*Excerpted records:*
● ● ● ●
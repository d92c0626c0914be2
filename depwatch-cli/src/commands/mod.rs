//! Command handlers -- one module per subcommand

pub mod artifact;
pub mod auth;
pub mod scan;

use std::path::{Path, PathBuf};
use std::sync::Arc;

use tracing::{info, warn};

use depwatch_api::{ApiClient, HttpApiClient};
use depwatch_core::config::DepwatchConfig;
use depwatch_core::token::TokenStore;
use depwatch_core::types::ScanKind;
use depwatch_engine::{EngineSettings, ExecContext, Inspector, ScanContext, ScanTask};

use crate::cli::{Cli, Commands};
use crate::error::CliError;
use crate::logging::{self, LogOptions};
use crate::output::OutputWriter;

/// Explicit dependencies built once at process start.
pub struct AppContext {
    pub config: DepwatchConfig,
    pub tokens: TokenStore,
}

impl AppContext {
    /// Load configuration and apply CLI overrides.
    pub async fn load(cli: &Cli) -> Result<Self, CliError> {
        let mut config = DepwatchConfig::load_optional(cli.config.as_deref()).await?;
        if let Some(server) = &cli.server {
            config.server.base_url = server.clone();
            config.validate()?;
        }
        Ok(Self {
            config,
            tokens: TokenStore::new(cli.token.clone()),
        })
    }

    /// Engine settings derived from the `[scan]` section.
    pub fn engine_settings(&self) -> Result<EngineSettings, CliError> {
        let settings = EngineSettings::from_core(&self.config.scan);
        settings.validate()?;
        Ok(settings)
    }

    /// Authenticated client for the analysis service.
    pub fn api_client(&self) -> Result<HttpApiClient, CliError> {
        let token = self.tokens.token().ok_or_else(|| {
            CliError::Environment(
                "no API token: pass --token, set API_TOKEN or run `depwatch auth login TOKEN`"
                    .to_owned(),
            )
        })?;
        Ok(HttpApiClient::new(&self.config.server, token)?)
    }
}

/// Run the parsed command line.
pub async fn dispatch(cli: Cli, writer: &OutputWriter) -> Result<(), CliError> {
    let app = AppContext::load(&cli).await?;

    let log_options = LogOptions::from_flags(
        cli.log_level.as_deref(),
        &app.config.general.log_level,
        cli.no_log_file,
        cli.write_log_to.as_deref(),
        app.config.general.resolved_log_dir(),
    )?;
    logging::init(&log_options);
    info!(version = env!("CARGO_PKG_VERSION"), "depwatch starting");

    match cli.command {
        Commands::Scan(args) => scan::execute(args, &app, writer).await,
        Commands::Binscan(args) => artifact::execute(args, ScanKind::Binary, &app, writer).await,
        Commands::Iotscan(args) => artifact::execute(args, ScanKind::Firmware, &app, writer).await,
        Commands::Auth(args) => auth::execute(args, &app.tokens, writer),
    }
}

/// Drive one task to completion.
///
/// Ctrl-C cancels the execution context; running tools are terminated and
/// the task fails with a cancellation error.
pub async fn execute_task<C: ApiClient>(
    client: Arc<C>,
    settings: EngineSettings,
    task: ScanTask,
) -> Result<ScanTask, CliError> {
    let exec = ExecContext::new(settings);
    let cancel = exec.cancel_token().clone();
    let interrupt = tokio::spawn(async move {
        if tokio::signal::ctrl_c().await.is_ok() {
            warn!("interrupted, cancelling scan");
            cancel.cancel();
        }
    });

    let mut scan = ScanContext::new(exec, task);
    let outcome = Inspector::new(client).run(&mut scan).await;
    interrupt.abort();

    outcome.map_err(|e| CliError::from(e).with_diagnostics(&scan.task.result().diagnostics))?;
    Ok(scan.task)
}

/// Resolve a user-supplied path to an absolute, existing path.
pub fn resolve_target(path: &Path) -> Result<PathBuf, CliError> {
    std::fs::canonicalize(path).map_err(|e| CliError::Path {
        path: path.display().to_string(),
        reason: e.to_string(),
    })
}
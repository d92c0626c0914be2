//! 전송 에러 타입
//!
//! [`ApiError`]는 원격 서비스 호출에서 발생하는 모든 에러를 나타냅니다.
//! `From<ApiError> for DepwatchError` 구현으로 최상위 에러로 전파됩니다.

use depwatch_core::error::DepwatchError;

/// 전송 에러
///
/// 모든 필드가 문자열/정수이므로 복제 가능합니다 (Mock 클라이언트에서 재사용).
#[derive(Debug, Clone, PartialEq, Eq, thiserror::Error)]
pub enum ApiError {
    /// 요청 타임아웃
    #[error("API request timeout")]
    Timeout,

    /// 토큰이 없거나 비어있음
    #[error("token invalid")]
    TokenInvalid,

    /// 요청 전송 실패 (연결 실패, 예상하지 못한 상태 코드 등)
    #[error("send request failed: {0}")]
    Request(String),

    /// 서버가 반환한 구조화된 애플리케이션 에러
    #[error("[{code}]{}", detail_text(.message, .details))]
    Application {
        /// HTTP 상태 코드
        status: u16,
        /// 서비스 에러 코드
        code: i64,
        /// 에러 메시지
        message: String,
        /// 상세 설명
        details: String,
    },

    /// 에러 응답 본문을 해석할 수 없음
    #[error("parse error message failed (HTTP {status})")]
    ParseErrorBody {
        /// HTTP 상태 코드
        status: u16,
    },
}

impl ApiError {
    /// 네트워크 타임아웃 에러인지 반환합니다.
    pub fn is_timeout(&self) -> bool {
        matches!(self, Self::Timeout)
    }
}

/// `details`가 비어있으면 `message`를 사용합니다.
fn detail_text<'a>(message: &'a str, details: &'a str) -> &'a str {
    if details.is_empty() { message } else { details }
}

impl From<reqwest::Error> for ApiError {
    fn from(err: reqwest::Error) -> Self {
        if err.is_timeout() {
            Self::Timeout
        } else {
            Self::Request(err.to_string())
        }
    }
}

impl From<ApiError> for DepwatchError {
    fn from(err: ApiError) -> Self {
        DepwatchError::Transport(err.to_string())
    }
}

#[cfg(test)]
mod tests {
    use super::*;

    #[test]
    fn application_error_prefers_details() {
        let err = ApiError::Application {
            status: 400,
            code: 1001,
            message: "bad request".to_owned(),
            details: "task_info missing".to_owned(),
        };
        assert_eq!(err.to_string(), "[1001]task_info missing");
    }

    #[test]
    fn application_error_falls_back_to_message() {
        let err = ApiError::Application {
            status: 500,
            code: 7,
            message: "internal".to_owned(),
            details: String::new(),
        };
        assert_eq!(err.to_string(), "[7]internal");
    }

    #[test]
    fn converts_to_transport_error() {
        let err: DepwatchError = ApiError::Timeout.into();
        assert!(matches!(err, DepwatchError::Transport(_)));
        assert!(err.to_string().contains("API request timeout"));
    }

    #[test]
    fn only_timeout_reports_timeout() {
        assert!(ApiError::Timeout.is_timeout());
        assert!(!ApiError::Request("refused".to_owned()).is_timeout());
    }
}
● ● ● ●
*Your instructions:* The data, all of it, should be transcribed exactly.

*Result for this task:*
repository d92c0626c0914be2
filename depwatch-cli/src/commands/mod.rs
//! Command handlers -- one module per subcommand

pub mod artifact;
pub mod auth;
pub mod scan;

use std::path::{Path, PathBuf};
use std::sync::Arc;

use tracing::{info, warn};

use depwatch_api::{ApiClient, HttpApiClient};
use depwatch_core::config::DepwatchConfig;
use depwatch_core::token::TokenStore;
use depwatch_core::types::ScanKind;
use depwatch_engine::{EngineSettings, ExecContext, Inspector, ScanContext, ScanTask};

use crate::cli::{Cli, Commands};
use crate::error::CliError;
use crate::logging::{self, LogOptions};
use crate::output::OutputWriter;

/// Explicit dependencies built once at process start.
pub struct AppContext {
    pub config: DepwatchConfig,
    pub tokens: TokenStore,
}

impl AppContext {
    /// Load configuration and apply CLI overrides.
    pub async fn load(cli: &Cli) -> Result<Self, CliError> {
        let mut config = DepwatchConfig::load_optional(cli.config.as_deref()).await?;
        if let Some(server) = &cli.server {
            config.server.base_url = server.clone();
            config.validate()?;
        }
        Ok(Self {
            config,
            tokens: TokenStore::new(cli.token.clone()),
        })
    }

    /// Engine settings derived from the `[scan]` section.
    pub fn engine_settings(&self) -> Result<EngineSettings, CliError> {
        let settings = EngineSettings::from_core(&self.config.scan);
        settings.validate()?;
        Ok(settings)
    }

    /// Authenticated client for the analysis service.
    pub fn api_client(&self) -> Result<HttpApiClient, CliError> {
        let token = self.tokens.token().ok_or_else(|| {
            CliError::Environment(
                "no API token: pass --token, set API_TOKEN or run `depwatch auth login TOKEN`"
                    .to_owned(),
            )
        })?;
        Ok(HttpApiClient::new(&self.config.server, token)?)
    }
}

/// Run the parsed command line.
pub async fn dispatch(cli: Cli, writer: &OutputWriter) -> Result<(), CliError> {
    let app = AppContext::load(&cli).await?;

    let log_options = LogOptions::from_flags(
        cli.log_level.as_deref(),
        &app.config.general.log_level,
        cli.no_log_file,
        cli.write_log_to.as_deref(),
        app.config.general.resolved_log_dir(),
    )?;
    logging::init(&log_options);
    info!(version = env!("CARGO_PKG_VERSION"), "depwatch starting");

    match cli.command {
        Commands::Scan(args) => scan::execute(args, &app, writer).await,
        Commands::Binscan(args) => artifact::execute(args, ScanKind::Binary, &app, writer).await,
        Commands::Iotscan(args) => artifact::execute(args, ScanKind::Firmware, &app, writer).await,
        Commands::Auth(args) => auth::execute(args, &app.tokens, writer),
    }
}

/// Drive one task to completion.
///
/// Ctrl-C cancels the execution context; running tools are terminated and
/// the task fails with a cancellation error.
pub async fn execute_task<C: ApiClient>(
    client: Arc<C>,
    settings: EngineSettings,
    task: ScanTask,
) -> Result<ScanTask, CliError> {
    let exec = ExecContext::new(settings);
    let cancel = exec.cancel_token().clone();
    let interrupt = tokio::spawn(async move {
        if tokio::signal::ctrl_c().await.is_ok() {
            warn!("interrupted, cancelling scan");
            cancel.cancel();
        }
    });

    let mut scan = ScanContext::new(exec, task);
    let outcome = Inspector::new(client).run(&mut scan).await;
    interrupt.abort();

    outcome.map_err(|e| CliError::from(e).with_diagnostics(&scan.task.result().diagnostics))?;
    Ok(scan.task)
}

/// Resolve a user-supplied path to an absolute, existing path.
pub fn resolve_target(path: &Path) -> Result<PathBuf, CliError> {
    std::fs::canonicalize(path).map_err(|e| CliError::Path {
        path: path.display().to_string(),
        reason: e.to_string(),
    })
}
repository d92c0626c0914be2
//! 전송 에러 타입
//!
//! [`ApiError`]는 원격 서비스 호출에서 발생하는 모든 에러를 나타냅니다.
//! `From<ApiError> for DepwatchError` 구현으로 최상위 에러로 전파됩니다.

use depwatch_core::error::DepwatchError;

/// 전송 에러
///
/// 모든 필드가 문자열/정수이므로 복제 가능합니다 (Mock 클라이언트에서 재사용).
#[derive(Debug, Clone, PartialEq, Eq, thiserror::Error)]
pub enum ApiError {
    /// 요청 타임아웃
    #[error("API request timeout")]
    Timeout,

    /// 토큰이 없거나 비어있음
    #[error("token invalid")]
    TokenInvalid,

    /// 요청 전송 실패 (연결 실패, 예상하지 못한 상태 코드 등)
    #[error("send request failed: {0}")]
    Request(String),

    /// 서버가 반환한 구조화된 애플리케이션 에러
    #[error("[{code}]{}", detail_text(.message, .details))]
    Application {
        /// HTTP 상태 코드
        status: u16,
        /// 서비스 에러 코드
        code: i64,
        /// 에러 메시지
        message: String,
        /// 상세 설명
        details: String,
    },

    /// 에러 응답 본문을 해석할 수 없음
    #[error("parse error message failed (HTTP {status})")]
    ParseErrorBody {
        /// HTTP 상태 코드
        status: u16,
    },
}

impl ApiError {
    /// 네트워크 타임아웃 에러인지 반환합니다.
    pub fn is_timeout(&self) -> bool {
        matches!(self, Self::Timeout)
    }
}

/// `details`가 비어있으면 `message`를 사용합니다.
fn detail_text<'a>(message: &'a str, details: &'a str) -> &'a str {
    if details.is_empty() { message } else { details }
}

impl From<reqwest::Error> for ApiError {
    fn from(err: reqwest::Error) -> Self {
        if err.is_timeout() {
            Self::Timeout
        } else {
            Self::Request(err.to_string())
        }
    }
}

impl From<ApiError> for DepwatchError {
    fn from(err: ApiError) -> Self {
        DepwatchError::Transport(err.to_string())
    }
}

#[cfg(test)]
mod tests {
    use super::*;

    #[test]
    fn application_error_prefers_details() {
        let err = ApiError::Application {
            status: 400,
            code: 1001,
            message: "bad request".to_owned(),
            details: "task_info missing".to_owned(),
        };
        assert_eq!(err.to_string(), "[1001]task_info missing");
    }

    #[test]
    fn application_error_falls_back_to_message() {
        let err = ApiError::Application {
            status: 500,
            code: 7,
            message: "internal".to_owned(),
            details: String::new(),
        };
        assert_eq!(err.to_string(), "[7]internal");
    }

    #[test]
    fn converts_to_transport_error() {
        let err: DepwatchError = ApiError::Timeout.into();
        assert!(matches!(err, DepwatchError::Transport(_)));
        assert!(err.to_string().contains("API request timeout"));
    }

    #[test]
    fn only_timeout_reports_timeout() {
        assert!(ApiError::Timeout.is_timeout());
        assert!(!ApiError::Request("refused".to_owned()).is_timeout());
    }
}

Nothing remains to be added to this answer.